For the past two decades Bevica has been honing beverage business software. From large conglomerates to smaller-scale startups, the company’s tools have a proven track record of improving how firms manage their finance, reporting, supply-chain management, warehousing, production, inventory, and duty management.

“We have a standard product, which we call Bevica, and we implement that in wineries, distilleries, breweries, and wine merchants. Basically anyone who’s got an alcoholic product they need to sell,” explains Claudio Martell, Bevica product director. “It can do everything those sectors need to do, from finance reporting, production, KPIs, inventory. For 70% of our customers, we don’t need to go any further than that. It’s just a case of configuration. Now the other 30% still get that base functionality but mostly because they are larger companies, they will want some sort of bespoke work for some things that make them unique.”

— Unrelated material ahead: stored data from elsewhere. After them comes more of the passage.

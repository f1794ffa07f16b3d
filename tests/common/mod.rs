// Shared test helpers; not all items used by every test binary.
#![allow(unused)]

use chrono::{NaiveDate, NaiveDateTime};
use daily_start::config::Config;
use daily_start::state::AppState;
use serde_json::{Value, json};
use std::path::Path;
use tempfile::TempDir;

/// A storage directory plus a `messages.json` inside it.
pub struct TestHome {
    pub dir: TempDir,
}

impl TestHome {
    pub fn new(messages: Value) -> Self {
        let dir = TempDir::new().unwrap();
        std::fs::write(
            dir.path().join("messages.json"),
            json!({ "messages": messages }).to_string(),
        )
        .unwrap();
        Self { dir }
    }

    pub fn path(&self) -> &Path {
        self.dir.path()
    }

    pub fn config(&self) -> Config {
        let mut config = Config::default();
        config.storage.dir = Some(self.path().to_string_lossy().into_owned());
        config.sources.messages_path = self
            .path()
            .join("messages.json")
            .to_string_lossy()
            .into_owned();
        config.sources.quotes_path = None;
        config
    }

    /// Open file-backed state, as the CLI does, with a fixed seed.
    pub async fn open_state(&self, today: NaiveDate) -> AppState {
        let mut state = AppState::open(self.config()).unwrap().with_seed(11);
        state.load_pool(today).await;
        state
    }
}

pub fn sample_messages() -> Value {
    json!([
        {"id": 1, "text": "Begin again today.", "author": "A", "category": "new-beginnings", "season": "all"},
        {"id": 2, "text": "Courage is a habit.", "author": "B", "category": "courage", "season": "spring"},
        {"id": 3, "text": "Rest is productive.", "author": "C", "category": "rest", "season": "winter"},
        {"id": 4, "text": "Happy new year!", "author": "D", "category": "celebration", "specialDay": "new-year"},
        {"id": 5, "text": "Friday, you made it.", "author": "E", "category": "weekend", "event": "friday"}
    ])
}

pub fn at(y: i32, m: u32, d: u32, h: u32) -> NaiveDateTime {
    NaiveDate::from_ymd_opt(y, m, d)
        .unwrap()
        .and_hms_opt(h, 0, 0)
        .unwrap()
}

An example Martell offers is automation. He explains that 100 orders a day might be manageable for one person in a small startup. But: “If you’ve got 2,000 orders a day, and you want to keep your headcount down, you try to automate things. So there’s a process for a lot of our customers where goods are delivered directly from the producer to the supermarket, say. That can be automated.”

Its software is all powered by Microsoft Business SaaS in the cloud. For Martell, that is the uniqueness of Bevica’s offerings.

“We have links into Outlook, into Excel, into Word, into all the other Microsoft products – no one else can do that,” he says. “Then the industry-specific software that we’ve written is the cherry on top, I suppose.”

The ability to track data, trends and sales using SaaS is an important benefit too, notes Martell. For the wine merchants and specialist spirits retailers Bevica works with, who sell across multiple brands, Bevica enables them to internally report on the profitability of each brand and “learn for themselves, and to report back to the brand owners”, Martell adds.

“We have the capability to track sales, products, even costs in the system to particular brands. So let’s say someone’s selling a particular brand of gin, they can do a P&L [profit and loss] by that brand so they can see how profitable for them it is, and they can then report back to the brand name and say: ‘We want a bit more locked-in contribution from you or your pricing; these need to come down’.”

Tracking data

For distilleries, Proofworks’ Hollands says tracking data using SaaS technology is also an intuitive way to communicate a producer’s sustainable efforts. As a topic that is being increasingly scrutinised by both the trade and consumers, he believes it is all the more reason for companies to think seriously about how SaaS can elevate their ways of working.

“The focus on sustainability goals today means spirits businesses need robust data that stands up to stakeholder and consumer scrutiny when making public sustainability statements,” he adds. “Our Proofworks platform can provide crucial data on sustainability metrics such as energy and water usage. We’re at a key milestone in the digitalisation of the spirits sector.

“The landscape as we know it is at a point of significant change, and we’re laying the foundations for brands to solve current challenges and unlock future opportunities. We’re supporting the industry in implementing proven technologies that deliver the kind of transformation the industry needs to protect brand heritage while embracing exciting new innovations.”